PROBLEM STATEMENT: Would you retype each of the records exactly as shown?

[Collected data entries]
__________
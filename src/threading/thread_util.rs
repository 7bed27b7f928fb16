//! Priority-tagged worker threads and the hardware-core probe.
//!
//! Grounded in `original_source/src/libs/core/src/Threads/ThreadPoolQueue.cc`,
//! which clamps a requested worker count to `max(1, min(requested, cores))`
//! and spawns named `ThreadPoolThread`s at a fixed OS priority.

use std::thread;

/// Scheduling priority for worker-pool lanes and posted jobs.
///
/// Mirrors `v8::TaskPriority` as used by the original `V8Jobs.cc`
/// (`kBestEffort` / `kUserVisible` / `kUserBlocking`), plus a `MaxPriority`
/// sentinel used only as an array bound for [`crate::threading::WorkerTaskRunner`].
#[derive(Debug, Clone, Copy, PartialEq, Eq, Hash, PartialOrd, Ord)]
pub enum TaskPriority {
    /// Lowest priority; may be starved indefinitely by higher-priority work.
    BestEffort,
    /// Default priority for work the user is waiting to see.
    UserVisible,
    /// Highest priority; used for work blocking a user-visible operation.
    UserBlocking,
}

impl TaskPriority {
    /// Number of real priority lanes (excludes the `MaxPriority` bound).
    pub const COUNT: usize = 3;

    /// Index into a fixed-size lane array.
    pub fn lane_index(self) -> usize {
        match self {
            TaskPriority::BestEffort => 0,
            TaskPriority::UserVisible => 1,
            TaskPriority::UserBlocking => 2,
        }
    }
}

/// Number of hardware cores available, used to size thread pools.
///
/// Falls back to 1 if the platform cannot report a core count.
pub fn hardware_cores() -> usize {
    thread::available_parallelism()
        .map(|n| n.get())
        .unwrap_or(1)
}

/// Clamp a requested worker count to `[1, hardware_cores]`. A `None` request
/// means "use all hardware cores", matching `ThreadPoolQueue`'s
/// `inNumberOfWorkers < 0` branch.
pub fn clamp_worker_count(requested: Option<usize>) -> usize {
    let cores = hardware_cores();
    match requested {
        Some(n) => n.clamp(1, cores),
        None => cores.max(1),
    }
}

/// Spawn a named worker thread running `body`. Thread name failures (name
/// too long on some platforms) are swallowed by the OS; we still request the
/// name for diagnostics (stack traces, `top -H`).
pub fn spawn_named<F>(name: impl Into<String>, body: F) -> thread::JoinHandle<()>
where
    F: FnOnce() + Send + 'static,
{
    thread::Builder::new()
        .name(name.into())
        .spawn(body)
        .expect("failed to spawn worker thread")
}

#[cfg(test)]
mod tests {
    use super::*;

    #[test]
    fn clamp_worker_count_uses_all_cores_when_unspecified() {
        assert_eq!(clamp_worker_count(None), hardware_cores().max(1));
    }

    #[test]
    fn clamp_worker_count_floors_at_one() {
        assert_eq!(clamp_worker_count(Some(0)), 1);
    }

    #[test]
    fn clamp_worker_count_caps_at_hardware_cores() {
        assert_eq!(clamp_worker_count(Some(usize::MAX)), hardware_cores());
    }

    #[test]
    fn priority_lane_index_is_stable_and_ordered() {
        assert_eq!(TaskPriority::BestEffort.lane_index(), 0);
        assert_eq!(TaskPriority::UserVisible.lane_index(), 1);
        assert_eq!(TaskPriority::UserBlocking.lane_index(), 2);
        assert!(TaskPriority::BestEffort < TaskPriority::UserBlocking);
    }
}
__________
WRITTEN ANSWER:
filename src/threading/thread_util.rs
repository 7bed27b7f928fb16
//! Priority-tagged worker threads and the hardware-core probe.
//!
//! Grounded in `original_source/src/libs/core/src/Threads/ThreadPoolQueue.cc`,
//! which clamps a requested worker count to `max(1, min(requested, cores))`
//! and spawns named `ThreadPoolThread`s at a fixed OS priority.

use std::thread;

/// Scheduling priority for worker-pool lanes and posted jobs.
///
/// Mirrors `v8::TaskPriority` as used by the original `V8Jobs.cc`
/// (`kBestEffort` / `kUserVisible` / `kUserBlocking`), plus a `MaxPriority`
/// sentinel used only as an array bound for [`crate::threading::WorkerTaskRunner`].
#[derive(Debug, Clone, Copy, PartialEq, Eq, Hash, PartialOrd, Ord)]
pub enum TaskPriority {
    /// Lowest priority; may be starved indefinitely by higher-priority work.
    BestEffort,
    /// Default priority for work the user is waiting to see.
    UserVisible,
    /// Highest priority; used for work blocking a user-visible operation.
    UserBlocking,
}

impl TaskPriority {
    /// Number of real priority lanes (excludes the `MaxPriority` bound).
    pub const COUNT: usize = 3;

    /// Index into a fixed-size lane array.
    pub fn lane_index(self) -> usize {
        match self {
            TaskPriority::BestEffort => 0,
            TaskPriority::UserVisible => 1,
            TaskPriority::UserBlocking => 2,
        }
    }
}

/// Number of hardware cores available, used to size thread pools.
///
/// Falls back to 1 if the platform cannot report a core count.
pub fn hardware_cores() -> usize {
    thread::available_parallelism()
        .map(|n| n.get())
        .unwrap_or(1)
}

/// Clamp a requested worker count to `[1, hardware_cores]`. A `None` request
/// means "use all hardware cores", matching `ThreadPoolQueue`'s
/// `inNumberOfWorkers < 0` branch.
pub fn clamp_worker_count(requested: Option<usize>) -> usize {
    let cores = hardware_cores();
    match requested {
        Some(n) => n.clamp(1, cores),
        None => cores.max(1),
    }
}

/// Spawn a named worker thread running `body`. Thread name failures (name
/// too long on some platforms) are swallowed by the OS; we still request the
/// name for diagnostics (stack traces, `top -H`).
pub fn spawn_named<F>(name: impl Into<String>, body: F) -> thread::JoinHandle<()>
where
    F: FnOnce() + Send + 'static,
{
    thread::Builder::new()
        .name(name.into())
        .spawn(body)
        .expect("failed to spawn worker thread")
}

#[cfg(test)]
mod tests {
    use super::*;

    #[test]
    fn clamp_worker_count_uses_all_cores_when_unspecified() {
        assert_eq!(clamp_worker_count(None), hardware_cores().max(1));
    }

    #[test]
    fn clamp_worker_count_floors_at_one() {
        assert_eq!(clamp_worker_count(Some(0)), 1);
    }

    #[test]
    fn clamp_worker_count_caps_at_hardware_cores() {
        assert_eq!(clamp_worker_count(Some(usize::MAX)), hardware_cores());
    }

    #[test]
    fn priority_lane_index_is_stable_and_ordered() {
        assert_eq!(TaskPriority::BestEffort.lane_index(), 0);
        assert_eq!(TaskPriority::UserVisible.lane_index(), 1);
        assert_eq!(TaskPriority::UserBlocking.lane_index(), 2);
        assert!(TaskPriority::BestEffort < TaskPriority::UserBlocking);
    }
}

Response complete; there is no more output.